_Given data_:

——————————

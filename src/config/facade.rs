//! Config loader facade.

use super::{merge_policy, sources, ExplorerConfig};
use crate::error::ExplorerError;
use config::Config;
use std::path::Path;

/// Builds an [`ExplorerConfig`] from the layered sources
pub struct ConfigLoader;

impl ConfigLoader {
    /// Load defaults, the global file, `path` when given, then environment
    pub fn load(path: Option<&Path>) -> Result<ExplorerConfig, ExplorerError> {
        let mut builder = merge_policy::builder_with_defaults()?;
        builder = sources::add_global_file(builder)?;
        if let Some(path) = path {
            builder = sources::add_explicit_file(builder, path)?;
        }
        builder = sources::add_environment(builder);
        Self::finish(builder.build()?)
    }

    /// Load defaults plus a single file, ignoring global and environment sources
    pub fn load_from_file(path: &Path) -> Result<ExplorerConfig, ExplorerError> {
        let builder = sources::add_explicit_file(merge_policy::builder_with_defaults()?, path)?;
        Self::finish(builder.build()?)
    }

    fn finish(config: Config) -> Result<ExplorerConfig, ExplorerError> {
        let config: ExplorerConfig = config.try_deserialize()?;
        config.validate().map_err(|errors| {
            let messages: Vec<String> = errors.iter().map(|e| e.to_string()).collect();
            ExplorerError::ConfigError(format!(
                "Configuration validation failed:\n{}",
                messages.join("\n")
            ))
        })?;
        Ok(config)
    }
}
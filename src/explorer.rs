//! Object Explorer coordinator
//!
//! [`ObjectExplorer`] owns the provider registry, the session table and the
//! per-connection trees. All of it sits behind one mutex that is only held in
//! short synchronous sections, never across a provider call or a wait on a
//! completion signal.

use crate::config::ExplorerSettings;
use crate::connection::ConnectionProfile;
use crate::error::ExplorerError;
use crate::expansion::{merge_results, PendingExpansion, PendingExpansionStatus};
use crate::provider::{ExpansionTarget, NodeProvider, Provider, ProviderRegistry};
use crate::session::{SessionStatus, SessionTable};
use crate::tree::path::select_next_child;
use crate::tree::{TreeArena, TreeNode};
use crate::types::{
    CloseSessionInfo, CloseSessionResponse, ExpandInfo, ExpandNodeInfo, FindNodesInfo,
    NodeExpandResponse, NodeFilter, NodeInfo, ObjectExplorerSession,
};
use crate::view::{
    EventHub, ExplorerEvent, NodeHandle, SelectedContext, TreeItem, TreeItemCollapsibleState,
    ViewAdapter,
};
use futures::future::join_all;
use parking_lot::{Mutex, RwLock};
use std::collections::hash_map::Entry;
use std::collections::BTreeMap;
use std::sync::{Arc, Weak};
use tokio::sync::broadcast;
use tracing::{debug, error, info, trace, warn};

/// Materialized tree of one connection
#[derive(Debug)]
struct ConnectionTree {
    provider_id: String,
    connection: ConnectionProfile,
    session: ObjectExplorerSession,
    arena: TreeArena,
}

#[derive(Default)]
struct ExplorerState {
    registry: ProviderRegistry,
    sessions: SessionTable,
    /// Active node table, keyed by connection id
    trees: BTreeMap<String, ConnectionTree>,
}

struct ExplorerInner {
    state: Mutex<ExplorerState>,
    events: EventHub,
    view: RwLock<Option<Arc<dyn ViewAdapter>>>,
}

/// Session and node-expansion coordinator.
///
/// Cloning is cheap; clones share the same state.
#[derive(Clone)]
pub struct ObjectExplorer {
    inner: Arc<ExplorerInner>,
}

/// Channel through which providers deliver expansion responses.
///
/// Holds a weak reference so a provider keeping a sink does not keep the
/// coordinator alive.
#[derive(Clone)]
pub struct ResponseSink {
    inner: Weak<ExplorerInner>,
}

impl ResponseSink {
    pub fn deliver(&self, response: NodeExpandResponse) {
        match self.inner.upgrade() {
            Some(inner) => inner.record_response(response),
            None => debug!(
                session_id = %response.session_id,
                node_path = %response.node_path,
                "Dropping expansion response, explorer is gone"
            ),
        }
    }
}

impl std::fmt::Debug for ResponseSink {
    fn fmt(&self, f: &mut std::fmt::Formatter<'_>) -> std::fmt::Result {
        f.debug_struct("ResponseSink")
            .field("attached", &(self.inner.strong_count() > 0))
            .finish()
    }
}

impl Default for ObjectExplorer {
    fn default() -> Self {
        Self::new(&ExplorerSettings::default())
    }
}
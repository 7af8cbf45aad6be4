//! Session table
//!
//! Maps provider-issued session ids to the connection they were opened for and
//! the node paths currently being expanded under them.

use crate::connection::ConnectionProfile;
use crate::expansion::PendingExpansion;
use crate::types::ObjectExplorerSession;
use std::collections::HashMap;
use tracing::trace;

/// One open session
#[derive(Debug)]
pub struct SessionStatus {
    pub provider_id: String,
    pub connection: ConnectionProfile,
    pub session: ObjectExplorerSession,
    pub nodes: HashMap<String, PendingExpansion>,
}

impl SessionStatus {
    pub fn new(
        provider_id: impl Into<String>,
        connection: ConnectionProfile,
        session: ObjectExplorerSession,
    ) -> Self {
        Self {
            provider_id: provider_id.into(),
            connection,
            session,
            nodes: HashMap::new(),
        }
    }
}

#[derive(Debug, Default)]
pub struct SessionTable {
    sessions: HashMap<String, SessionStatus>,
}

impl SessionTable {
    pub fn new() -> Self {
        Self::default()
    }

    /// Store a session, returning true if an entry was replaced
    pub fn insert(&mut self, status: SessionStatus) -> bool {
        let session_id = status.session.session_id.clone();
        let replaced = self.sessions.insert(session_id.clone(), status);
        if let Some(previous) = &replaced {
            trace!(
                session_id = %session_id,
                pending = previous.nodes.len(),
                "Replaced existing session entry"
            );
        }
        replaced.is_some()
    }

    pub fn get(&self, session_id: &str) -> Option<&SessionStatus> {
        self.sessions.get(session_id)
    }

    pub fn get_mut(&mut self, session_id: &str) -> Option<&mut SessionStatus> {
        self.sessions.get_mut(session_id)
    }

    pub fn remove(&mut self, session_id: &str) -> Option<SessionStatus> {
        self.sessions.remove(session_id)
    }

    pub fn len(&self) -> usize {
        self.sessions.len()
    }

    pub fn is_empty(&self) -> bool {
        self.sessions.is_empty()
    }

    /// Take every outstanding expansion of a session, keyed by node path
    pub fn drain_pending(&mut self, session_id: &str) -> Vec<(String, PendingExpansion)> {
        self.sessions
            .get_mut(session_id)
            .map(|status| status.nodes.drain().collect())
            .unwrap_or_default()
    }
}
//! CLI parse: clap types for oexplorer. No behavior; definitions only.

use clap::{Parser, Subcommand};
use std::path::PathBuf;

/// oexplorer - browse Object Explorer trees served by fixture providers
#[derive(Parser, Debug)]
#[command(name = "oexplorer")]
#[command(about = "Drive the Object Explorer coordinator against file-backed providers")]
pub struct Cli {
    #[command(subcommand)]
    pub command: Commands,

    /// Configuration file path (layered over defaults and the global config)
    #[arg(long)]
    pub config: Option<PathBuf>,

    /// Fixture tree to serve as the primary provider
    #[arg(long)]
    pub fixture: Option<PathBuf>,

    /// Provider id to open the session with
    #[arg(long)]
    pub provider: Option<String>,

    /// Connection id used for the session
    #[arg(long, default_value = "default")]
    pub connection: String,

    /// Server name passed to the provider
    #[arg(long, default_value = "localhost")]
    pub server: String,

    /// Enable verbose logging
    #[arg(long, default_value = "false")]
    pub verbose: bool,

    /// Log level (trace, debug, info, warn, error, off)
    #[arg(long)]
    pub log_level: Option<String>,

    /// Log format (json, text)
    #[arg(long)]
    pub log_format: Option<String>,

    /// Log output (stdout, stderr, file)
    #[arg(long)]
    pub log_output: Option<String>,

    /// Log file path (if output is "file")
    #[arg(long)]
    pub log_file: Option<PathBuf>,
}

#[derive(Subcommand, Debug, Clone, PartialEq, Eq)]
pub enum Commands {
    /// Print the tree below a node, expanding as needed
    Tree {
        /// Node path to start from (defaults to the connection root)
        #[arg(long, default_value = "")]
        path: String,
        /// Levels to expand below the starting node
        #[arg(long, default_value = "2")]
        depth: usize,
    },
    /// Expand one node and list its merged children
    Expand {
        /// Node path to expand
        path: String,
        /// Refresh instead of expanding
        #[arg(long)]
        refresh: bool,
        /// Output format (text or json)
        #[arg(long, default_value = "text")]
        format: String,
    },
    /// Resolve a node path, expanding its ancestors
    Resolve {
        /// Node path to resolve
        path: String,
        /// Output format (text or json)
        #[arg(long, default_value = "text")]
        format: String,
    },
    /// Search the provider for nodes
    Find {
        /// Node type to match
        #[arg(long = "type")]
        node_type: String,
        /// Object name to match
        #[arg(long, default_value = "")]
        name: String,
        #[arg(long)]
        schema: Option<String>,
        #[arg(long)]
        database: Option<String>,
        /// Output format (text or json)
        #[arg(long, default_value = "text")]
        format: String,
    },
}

——————————

_Task to carry out_:
From the listing above, return every line that carries the string "PendingExpansion".

_Answer section_:
use crate::expansion::{merge_results, PendingExpansion, PendingExpansionStatus};
use crate::expansion::PendingExpansion;
    pub nodes: HashMap<String, PendingExpansion>,
    pub fn drain_pending(&mut self, session_id: &str) -> Vec<(String, PendingExpansion)> {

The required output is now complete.